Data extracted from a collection

────

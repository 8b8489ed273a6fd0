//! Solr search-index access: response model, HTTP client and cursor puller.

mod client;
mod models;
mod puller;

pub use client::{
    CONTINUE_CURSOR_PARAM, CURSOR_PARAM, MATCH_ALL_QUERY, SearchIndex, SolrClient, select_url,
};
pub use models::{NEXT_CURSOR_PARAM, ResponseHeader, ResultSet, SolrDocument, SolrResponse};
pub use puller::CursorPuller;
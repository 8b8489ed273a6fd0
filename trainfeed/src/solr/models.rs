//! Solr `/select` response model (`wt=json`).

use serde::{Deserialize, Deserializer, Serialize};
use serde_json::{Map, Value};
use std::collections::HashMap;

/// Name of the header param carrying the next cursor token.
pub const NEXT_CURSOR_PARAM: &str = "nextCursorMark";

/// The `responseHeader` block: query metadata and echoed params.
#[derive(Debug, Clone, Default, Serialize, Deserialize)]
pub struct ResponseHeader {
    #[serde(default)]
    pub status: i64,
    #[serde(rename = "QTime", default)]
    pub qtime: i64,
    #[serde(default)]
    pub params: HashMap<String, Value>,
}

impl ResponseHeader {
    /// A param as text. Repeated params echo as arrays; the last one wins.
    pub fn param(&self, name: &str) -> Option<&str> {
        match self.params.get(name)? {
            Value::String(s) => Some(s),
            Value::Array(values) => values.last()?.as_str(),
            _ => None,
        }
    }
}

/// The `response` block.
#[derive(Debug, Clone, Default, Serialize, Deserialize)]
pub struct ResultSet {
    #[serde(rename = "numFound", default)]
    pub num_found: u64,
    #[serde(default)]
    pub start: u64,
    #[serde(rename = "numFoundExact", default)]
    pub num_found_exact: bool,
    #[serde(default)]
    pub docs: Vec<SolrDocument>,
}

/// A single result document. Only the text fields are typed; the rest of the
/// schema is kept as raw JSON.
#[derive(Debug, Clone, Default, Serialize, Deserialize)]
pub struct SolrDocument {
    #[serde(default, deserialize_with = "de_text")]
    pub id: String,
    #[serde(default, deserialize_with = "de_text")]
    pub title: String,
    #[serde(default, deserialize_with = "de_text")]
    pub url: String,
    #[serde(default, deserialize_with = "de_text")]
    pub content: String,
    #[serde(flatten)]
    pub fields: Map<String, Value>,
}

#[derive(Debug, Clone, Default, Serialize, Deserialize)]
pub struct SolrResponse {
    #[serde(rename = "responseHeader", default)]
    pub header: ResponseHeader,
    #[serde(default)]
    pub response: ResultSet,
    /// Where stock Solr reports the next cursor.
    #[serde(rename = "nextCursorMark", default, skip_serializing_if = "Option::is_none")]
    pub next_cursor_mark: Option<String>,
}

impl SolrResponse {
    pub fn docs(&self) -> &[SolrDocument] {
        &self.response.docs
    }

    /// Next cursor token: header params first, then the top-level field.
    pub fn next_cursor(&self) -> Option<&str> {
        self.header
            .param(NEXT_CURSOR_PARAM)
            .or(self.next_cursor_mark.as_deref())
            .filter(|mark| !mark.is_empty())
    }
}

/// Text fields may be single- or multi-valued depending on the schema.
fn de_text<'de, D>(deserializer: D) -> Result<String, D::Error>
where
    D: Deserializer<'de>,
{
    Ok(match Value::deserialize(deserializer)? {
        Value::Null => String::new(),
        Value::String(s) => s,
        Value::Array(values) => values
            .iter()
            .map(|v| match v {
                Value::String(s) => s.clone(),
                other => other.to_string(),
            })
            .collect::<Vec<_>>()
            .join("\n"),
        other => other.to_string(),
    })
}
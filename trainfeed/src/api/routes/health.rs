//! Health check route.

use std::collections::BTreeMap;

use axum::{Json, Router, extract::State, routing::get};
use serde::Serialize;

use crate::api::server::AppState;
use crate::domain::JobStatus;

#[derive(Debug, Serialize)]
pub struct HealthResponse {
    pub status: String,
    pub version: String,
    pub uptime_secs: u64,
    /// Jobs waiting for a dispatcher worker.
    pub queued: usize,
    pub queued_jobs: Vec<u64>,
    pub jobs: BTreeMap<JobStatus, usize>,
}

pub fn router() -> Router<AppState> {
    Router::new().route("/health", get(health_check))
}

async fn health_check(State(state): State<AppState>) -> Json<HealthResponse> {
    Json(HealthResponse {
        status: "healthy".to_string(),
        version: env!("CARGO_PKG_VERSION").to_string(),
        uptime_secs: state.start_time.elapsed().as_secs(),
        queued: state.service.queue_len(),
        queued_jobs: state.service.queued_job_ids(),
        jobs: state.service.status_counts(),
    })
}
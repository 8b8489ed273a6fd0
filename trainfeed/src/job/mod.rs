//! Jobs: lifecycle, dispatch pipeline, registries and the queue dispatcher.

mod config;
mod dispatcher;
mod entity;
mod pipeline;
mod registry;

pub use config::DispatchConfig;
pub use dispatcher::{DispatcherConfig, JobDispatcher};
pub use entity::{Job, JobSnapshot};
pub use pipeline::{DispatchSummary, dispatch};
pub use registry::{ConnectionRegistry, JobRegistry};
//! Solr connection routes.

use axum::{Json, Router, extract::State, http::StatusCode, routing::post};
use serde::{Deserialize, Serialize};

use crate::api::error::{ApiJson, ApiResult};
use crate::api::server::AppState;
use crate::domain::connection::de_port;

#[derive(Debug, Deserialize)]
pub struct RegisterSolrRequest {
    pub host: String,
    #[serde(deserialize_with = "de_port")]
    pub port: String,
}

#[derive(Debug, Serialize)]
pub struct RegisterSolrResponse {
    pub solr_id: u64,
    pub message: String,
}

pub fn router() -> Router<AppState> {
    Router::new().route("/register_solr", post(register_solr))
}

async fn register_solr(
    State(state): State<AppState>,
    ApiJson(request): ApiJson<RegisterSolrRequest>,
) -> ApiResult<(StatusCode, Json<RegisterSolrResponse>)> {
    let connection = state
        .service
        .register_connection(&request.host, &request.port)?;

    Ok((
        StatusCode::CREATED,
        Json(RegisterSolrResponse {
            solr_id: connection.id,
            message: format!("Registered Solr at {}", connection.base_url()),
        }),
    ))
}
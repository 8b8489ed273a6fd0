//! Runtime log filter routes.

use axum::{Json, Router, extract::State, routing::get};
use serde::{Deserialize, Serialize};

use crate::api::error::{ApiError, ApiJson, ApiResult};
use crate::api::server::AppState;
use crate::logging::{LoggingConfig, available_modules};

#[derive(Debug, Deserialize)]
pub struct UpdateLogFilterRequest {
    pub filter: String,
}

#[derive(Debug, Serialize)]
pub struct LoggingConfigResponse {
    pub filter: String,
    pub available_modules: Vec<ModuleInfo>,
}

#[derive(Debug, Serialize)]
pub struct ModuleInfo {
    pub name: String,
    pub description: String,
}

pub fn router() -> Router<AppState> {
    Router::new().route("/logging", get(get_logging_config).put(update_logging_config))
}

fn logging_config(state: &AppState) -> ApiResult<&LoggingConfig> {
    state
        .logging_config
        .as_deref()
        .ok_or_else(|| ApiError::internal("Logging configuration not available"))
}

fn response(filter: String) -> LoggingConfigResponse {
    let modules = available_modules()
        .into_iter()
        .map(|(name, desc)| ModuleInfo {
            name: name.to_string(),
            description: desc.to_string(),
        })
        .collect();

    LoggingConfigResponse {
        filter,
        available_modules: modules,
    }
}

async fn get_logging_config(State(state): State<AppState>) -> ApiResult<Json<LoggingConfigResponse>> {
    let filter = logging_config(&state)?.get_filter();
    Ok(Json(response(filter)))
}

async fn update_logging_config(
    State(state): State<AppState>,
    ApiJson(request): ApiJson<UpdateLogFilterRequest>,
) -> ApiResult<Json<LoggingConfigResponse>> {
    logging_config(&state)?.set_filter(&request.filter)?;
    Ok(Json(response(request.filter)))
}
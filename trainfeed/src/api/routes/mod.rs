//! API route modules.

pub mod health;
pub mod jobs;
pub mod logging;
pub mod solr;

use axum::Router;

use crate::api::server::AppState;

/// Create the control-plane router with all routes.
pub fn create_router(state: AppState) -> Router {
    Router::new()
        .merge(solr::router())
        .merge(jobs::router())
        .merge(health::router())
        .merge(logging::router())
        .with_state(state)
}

────

* _ACTIVITY_: Each line from the top of the records above through the line containing "last one wins." needs to be transcribed exactly, and no line after it.

* _EXPECTED ANSWER_:
repository 8b8489ed273a6fd0
//! Solr search-index access: response model, HTTP client and cursor puller.

mod client;
mod models;
mod puller;

pub use client::{
    CONTINUE_CURSOR_PARAM, CURSOR_PARAM, MATCH_ALL_QUERY, SearchIndex, SolrClient, select_url,
};
pub use models::{NEXT_CURSOR_PARAM, ResponseHeader, ResultSet, SolrDocument, SolrResponse};
pub use puller::CursorPuller;
repository 8b8489ed273a6fd0
filename trainfeed/src/solr/models.rs
//! Solr `/select` response model (`wt=json`).

use serde::{Deserialize, Deserializer, Serialize};
use serde_json::{Map, Value};
use std::collections::HashMap;

/// Name of the header param carrying the next cursor token.
pub const NEXT_CURSOR_PARAM: &str = "nextCursorMark";

/// The `responseHeader` block: query metadata and echoed params.
#[derive(Debug, Clone, Default, Serialize, Deserialize)]
pub struct ResponseHeader {
    #[serde(default)]
    pub status: i64,
    #[serde(rename = "QTime", default)]
    pub qtime: i64,
    #[serde(default)]
    pub params: HashMap<String, Value>,
}

impl ResponseHeader {
    /// A param as text. Repeated params echo as arrays; the last one wins.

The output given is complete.